Miss Villets emphatically stamped a date in the front of
"Frank on the Lower Mississippi" for a small flaxen boy,
glowered at him as though she were stamping a warning on
his brain, and sighed:
"I wouldn't put myself forward or criticize any one for the
world, and Vida is one of my best friends, and such a splendid
teacher, and there is no one in town more advanced and
interested in all movements, but I must say that no matter
who the president or the committees are, Vida Sherwin seems
to be behind them all the time, and though she is always
telling me about what she is pleased to call my `fine work
in the library,' I notice that I'm not often called on for papers,
though Mrs. Lyman Cass once volunteered and told me that
she thought my paper on `The Cathedrals of England' was
the most interesting paper we had, the year we took up English
and French travel and architecture. But— And of course
Mrs. Mott and Mrs. Warren are very important in the club,
as you might expect of the wives of the superintendent of
schools and the Congregational pastor, and indeed they are
both very cultured, but— No, you may regard me as entirely
unimportant. I'm sure what I say doesn't matter a bit!"
"You're much too modest, and I'm going to tell Vida so,
and, uh, I wonder if you can give me just a teeny bit of your
time and show me where the magazine files are kept?"

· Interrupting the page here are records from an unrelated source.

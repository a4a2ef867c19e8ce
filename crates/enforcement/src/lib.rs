//! Enforcement Pipeline (C7) — the ordered composition of cache, policy,
//! cost, budget, rate limit, and governance predicates that produces one
//! `Decision` per request. See `EnforcementPipeline::evaluate` for the
//! authoritative evaluation order.

mod pipeline;
mod request;

pub use pipeline::EnforcementPipeline;
pub use request::EnforcementRequest;
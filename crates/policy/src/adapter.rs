use std::sync::Arc;

use sha2::{Digest, Sha256};

use crate::rollout::RolloutRegistry;
use crate::traits::{InputBundle, PolicyBackend, PolicyError, PolicyOutcome, PolicyQuery};

/// Routes between two interchangeable policy back-ends by a stable hash of
/// `(feature, principal)`, hiding which one answered from the caller.
///
/// The rollout percentage lives in a shared [`RolloutRegistry`] rather than
/// a field on this struct, so admin endpoints can adjust it at runtime
/// without reconstructing the adapter.
pub struct PolicyEngineAdapter {
    feature: String,
    legacy: Arc<dyn PolicyBackend>,
    new: Arc<dyn PolicyBackend>,
    rollout: Arc<RolloutRegistry>,
}

impl PolicyEngineAdapter {
    pub fn new(
        feature: impl Into<String>,
        legacy: Arc<dyn PolicyBackend>,
        new: Arc<dyn PolicyBackend>,
        rollout_percent: u8,
    ) -> Self {
        let feature = feature.into();
        let rollout = Arc::new(RolloutRegistry::new());
        rollout.set(feature.clone(), rollout_percent);
        Self {
            feature,
            legacy,
            new,
            rollout,
        }
    }

    /// Construct with a registry shared across multiple adapters/features,
    /// as `sark-gateway` does so its admin rollout endpoints can reach every
    /// live adapter through one store.
    pub fn with_registry(
        feature: impl Into<String>,
        legacy: Arc<dyn PolicyBackend>,
        new: Arc<dyn PolicyBackend>,
        rollout: Arc<RolloutRegistry>,
    ) -> Self {
        Self {
            feature: feature.into(),
            legacy,
            new,
            rollout,
        }
    }

    pub fn feature(&self) -> &str {
        &self.feature
    }

    /// `"new"` if the stable hash of `(feature, principal)` falls below the
    /// rollout percentage, else `"legacy"`. Pure function of its inputs for
    /// a fixed percentage, so the routing decision is stable until the
    /// rollout percentage changes.
    pub fn route_for(&self, principal_id: &str) -> &'static str {
        let mut hasher = Sha256::new();
        hasher.update(self.feature.as_bytes());
        hasher.update(b":");
        hasher.update(principal_id.as_bytes());
        let digest = hasher.finalize();
        let bucket = u32::from_be_bytes([digest[0], digest[1], digest[2], digest[3]]) % 100;
        if bucket < self.rollout.get(&self.feature) as u32 {
            "new"
        } else {
            "legacy"
        }
    }

    pub async fn evaluate(
        &self,
        principal_id: &str,
        query: &PolicyQuery,
        bundle: &InputBundle,
    ) -> Result<PolicyOutcome, PolicyError> {
        let route = self.route_for(principal_id);
        tracing::debug!(feature = %self.feature, principal_id, route, "policy engine routing decision");
        match route {
            "new" => self.new.evaluate(query, bundle).await,
            _ => self.legacy.evaluate(query, bundle).await,
        }
    }
}
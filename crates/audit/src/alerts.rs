use std::sync::atomic::{AtomicU64, Ordering};
use std::sync::Arc;
use std::time::Duration;

use chrono::{DateTime, Utc};
use parking_lot::RwLock;
use tokio::time::Instant;

use crate::error::{ErrorCategory, ErrorSeverity};

#[derive(Debug, Clone)]
pub struct ErrorRecord {
    pub category: ErrorCategory,
    pub severity: ErrorSeverity,
    pub message: String,
    pub at: DateTime<Utc>,
}

pub type AlertCondition = Arc<dyn Fn(&[ErrorRecord]) -> bool + Send + Sync>;
pub type AlertCallback = Arc<dyn Fn(&[ErrorRecord]) + Send + Sync>;

/// A user-registered predicate over the recent-error window. Fires
/// `callback` the first time `condition` holds, then suppresses repeat
/// fires until `cooldown` elapses.
pub struct ErrorAlert {
    pub name: String,
    condition: AlertCondition,
    callback: AlertCallback,
    cooldown: Duration,
    last_fired: RwLock<Option<Instant>>,
    fire_count: AtomicU64,
}

impl ErrorAlert {
    pub fn new(
        name: impl Into<String>,
        condition: AlertCondition,
        callback: AlertCallback,
        cooldown: Duration,
    ) -> Self {
        Self {
            name: name.into(),
            condition,
            callback,
            cooldown,
            last_fired: RwLock::new(None),
            fire_count: AtomicU64::new(0),
        }
    }

    pub fn maybe_fire(&self, errors: &[ErrorRecord]) {
        if !(self.condition)(errors) {
            return;
        }
        {
            let mut last = self.last_fired.write();
            if let Some(t) = *last {
                if t.elapsed() < self.cooldown {
                    return;
                }
            }
            *last = Some(Instant::now());
        }
        self.fire_count.fetch_add(1, Ordering::SeqCst);
        (self.callback)(errors);
    }

    pub fn fire_count(&self) -> u64 {
        self.fire_count.load(Ordering::SeqCst)
    }
}

pub fn high_error_rate_condition(errors: &[ErrorRecord], threshold: usize, window_seconds: i64) -> bool {
    let cutoff = Utc::now() - chrono::Duration::seconds(window_seconds);
    errors.iter().filter(|e| e.at >= cutoff).count() >= threshold
}

pub fn critical_error_condition(errors: &[ErrorRecord]) -> bool {
    errors.iter().any(|e| e.severity == ErrorSeverity::Critical)
}

pub fn auth_failure_condition(errors: &[ErrorRecord]) -> bool {
    errors.iter().any(|e| e.category == ErrorCategory::Authentication)
}

#[cfg(test)]
mod tests {
    use super::*;

    fn record(category: ErrorCategory, severity: ErrorSeverity) -> ErrorRecord {
        ErrorRecord {
            category,
            severity,
            message: "test".into(),
            at: Utc::now(),
        }
    }

    #[test]
    fn high_error_rate_below_threshold_is_false() {
        let errors: Vec<_> = (0..5).map(|_| record(ErrorCategory::Unknown, ErrorSeverity::Low)).collect();
        assert!(!high_error_rate_condition(&errors, 10, 60));
    }

    #[test]
    fn high_error_rate_above_threshold_is_true() {
        let errors: Vec<_> = (0..15).map(|_| record(ErrorCategory::Unknown, ErrorSeverity::Low)).collect();
        assert!(high_error_rate_condition(&errors, 10, 60));
    }

    #[test]
    fn critical_error_condition_detects_critical() {
        let errors = vec![record(ErrorCategory::Unknown, ErrorSeverity::Critical)];
        assert!(critical_error_condition(&errors));
        let errors = vec![record(ErrorCategory::Unknown, ErrorSeverity::Low)];
        assert!(!critical_error_condition(&errors));
    }

    #[test]
    fn auth_failure_condition_detects_authentication_category() {
        let errors = vec![record(ErrorCategory::Authentication, ErrorSeverity::High)];
        assert!(auth_failure_condition(&errors));
        let errors = vec![record(ErrorCategory::Network, ErrorSeverity::Low)];
        assert!(!auth_failure_condition(&errors));
    }

    #[test]
    fn alert_fires_once_then_respects_cooldown() {
        let fired = Arc::new(AtomicU64::new(0));
        let fired2 = fired.clone();
        let alert = ErrorAlert::new(
            "test",
            Arc::new(|errors: &[ErrorRecord]| !errors.is_empty()),
            Arc::new(move |_| {
                fired2.fetch_add(1, Ordering::SeqCst);
            }),
            Duration::from_secs(60),
        );
        let errors = vec![record(ErrorCategory::Unknown, ErrorSeverity::Low)];
        alert.maybe_fire(&errors);
        alert.maybe_fire(&errors);
        assert_eq!(fired.load(Ordering::SeqCst), 1);
        assert_eq!(alert.fire_count(), 1);
    }

    #[tokio::test(start_paused = true)]
    async fn alert_fires_again_after_cooldown_elapses() {
        let fired = Arc::new(AtomicU64::new(0));
        let fired2 = fired.clone();
        let alert = ErrorAlert::new(
            "test",
            Arc::new(|_: &[ErrorRecord]| true),
            Arc::new(move |_| {
                fired2.fetch_add(1, Ordering::SeqCst);
            }),
            Duration::from_secs(1),
        );
        let errors = vec![record(ErrorCategory::Unknown, ErrorSeverity::Low)];
        alert.maybe_fire(&errors);
        alert.maybe_fire(&errors);
        assert_eq!(fired.load(Ordering::SeqCst), 1);
        tokio::time::advance(Duration::from_millis(1100)).await;
        alert.maybe_fire(&errors);
        assert_eq!(fired.load(Ordering::SeqCst), 2);
    }
}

She had won. She was profusely escorted to a room like a
grandmother's attic, where she discovered periodicals devoted
to house-decoration and town-planning, with a six-year file of
the National Geographic. Miss Villets blessedly left her alone.

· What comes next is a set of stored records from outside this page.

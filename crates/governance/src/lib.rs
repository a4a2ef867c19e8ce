//! Governance Predicates (C6) — emergency switch, allowlist, break-glass
//! override, and time rules. Each concern is its own independently lockable
//! store; `GovernanceStore` just bundles them for convenient wiring.

mod allowlist;
mod emergency;
mod override_store;
mod time_rules;

pub use allowlist::AllowlistStore;
pub use emergency::EmergencyStore;
pub use override_store::OverrideStore;
pub use time_rules::TimeRuleSet;

pub struct GovernanceStore {
    pub emergency: EmergencyStore,
    pub allowlist: AllowlistStore,
    pub overrides: OverrideStore,
    pub time_rules: TimeRuleSet,
}

impl GovernanceStore {
    pub fn new(timezone: impl Into<String>) -> Self {
        Self {
            emergency: EmergencyStore::new(),
            allowlist: AllowlistStore::new(),
            overrides: OverrideStore::new(),
            time_rules: TimeRuleSet::new(timezone),
        }
    }
}
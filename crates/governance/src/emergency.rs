use chrono::Utc;
use parking_lot::RwLock;
use uuid::Uuid;

use sark_domain::entities::EmergencySwitch;

/// Process-wide emergency flag. When active, the enforcement pipeline
/// allows every request with `source=emergency` — absolute, not subject to
/// budget or rate-limit checks.
pub struct EmergencyStore(RwLock<EmergencySwitch>);

impl EmergencyStore {
    pub fn new() -> Self {
        Self(RwLock::new(EmergencySwitch::inactive()))
    }

    pub fn is_active(&self) -> bool {
        self.0.read().active
    }

    pub fn set(&self, active: bool, reason: String, set_by_principal_id: Uuid) {
        let mut guard = self.0.write();
        guard.active = active;
        guard.reason = reason;
        guard.set_by_principal_id = set_by_principal_id;
        guard.last_set_at = Utc::now();
    }

    pub fn snapshot(&self) -> EmergencySwitch {
        self.0.read().clone()
    }
}

impl Default for EmergencyStore {
    fn default() -> Self {
        Self::new()
    }
}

Humming, fluttering pages with delighted fingers, Carol sat
cross-legged on the floor, the magazines in heaps about her.
She found pictures of New England streets: the dignity of
Falmouth, the charm of Concord, Stockbridge and Farmington
and Hillhouse Avenue. The fairy-book suburb of Forest Hills
on Long Island. Devonshire cottages and Essex manors and
a Yorkshire High Street and Port Sunlight. The Arab village
of Djeddah—an intricately chased jewel-box. A town in California
which had changed itself from the barren brick fronts
and slatternly frame sheds of a Main Street to a way which
led the eye down a vista of arcades and gardens.

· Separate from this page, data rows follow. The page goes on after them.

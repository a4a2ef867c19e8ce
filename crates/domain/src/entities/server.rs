use chrono::{DateTime, Utc};
use serde::{Deserialize, Serialize};
use uuid::Uuid;

use super::Sensitivity;
use crate::error::SarkError;

#[derive(Debug, Clone, Copy, PartialEq, Eq, Serialize, Deserialize)]
#[serde(rename_all = "lowercase")]
pub enum TransportKind {
    Http,
    Grpc,
    Database,
    Stdio,
}

#[derive(Debug, Clone, Copy, PartialEq, Eq, Serialize, Deserialize)]
#[serde(rename_all = "lowercase")]
pub enum ServerStatus {
    Registered,
    Active,
    Inactive,
    Unhealthy,
    Decommissioned,
}

impl ServerStatus {
    /// Validate a transition per the status machine in §4.11. Returns the
    /// new status, or a `conflict` error naming the disallowed transition.
    pub fn transition(self, to: ServerStatus) -> Result<ServerStatus, SarkError> {
        use ServerStatus::*;
        let allowed = match (self, to) {
            (Registered, Active) => true,
            (Active, Inactive) => true,
            (Inactive, Active) => true,
            (Active, Unhealthy) => true,
            (Unhealthy, Active) => true,
            (_, Decommissioned) => self != Decommissioned,
            _ => false,
        };
        if allowed {
            Ok(to)
        } else {
            Err(SarkError::Conflict(format!(
                "invalid server status transition {self:?} -> {to:?}"
            )))
        }
    }
}

/// A registered downstream MCP endpoint.
#[derive(Debug, Clone, Serialize, Deserialize)]
pub struct ResourceServer {
    pub id: Uuid,
    pub name: String,
    #[serde(default)]
    pub description: String,
    pub transport: TransportKind,
    pub endpoint: String,
    pub sensitivity: Sensitivity,
    pub owner_principal_id: Uuid,
    #[serde(default)]
    pub team_tags: Vec<String>,
    pub status: ServerStatus,
    #[serde(default)]
    pub tags: Vec<String>,
    pub created_at: DateTime<Utc>,
    pub updated_at: DateTime<Utc>,
}

impl ResourceServer {
    /// Apply a validated status transition, bumping `updated_at`.
    pub fn apply_status(&mut self, to: ServerStatus) -> Result<(), SarkError> {
        self.status = self.status.transition(to)?;
        self.updated_at = Utc::now();
        Ok(())
    }
}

Assured that she was not quite mad in her belief that a
small American town might be lovely, as well as useful in
buying wheat and selling plows, she sat brooding, her thin
fingers playing a tattoo on her cheeks. She saw in Gopher
Prairie a Georgian city hall: warm brick walls with white
shutters, a fanlight, a wide hall and curving stair. She saw it
the common home and inspiration not only of the town but
of the country about. It should contain the court-room (she
couldn't get herself to put in a jail), public library, a collection
of excellent prints, rest-room and model kitchen for farmwives,
theater, lecture room, free community ballroom, farm-bureau,
gymnasium. Forming about it and influenced by it, as
mediæval villages gathered about the castle, she saw a new
Georgian town as graceful and beloved as Annapolis or that
bowery Alexandria to which Washington rode.
All this the Thanatopsis Club was to accomplish with no
difficulty whatever, since its several husbands were the
controllers of business and politics. She was proud of herself for
this practical view.
She had taken only half an hour to change a wire-fenced
potato-plot into a walled rose-garden. She hurried out to
apprize Mrs. Leonard Warren, as president of the Thanatopsis,
of the miracle which had been worked.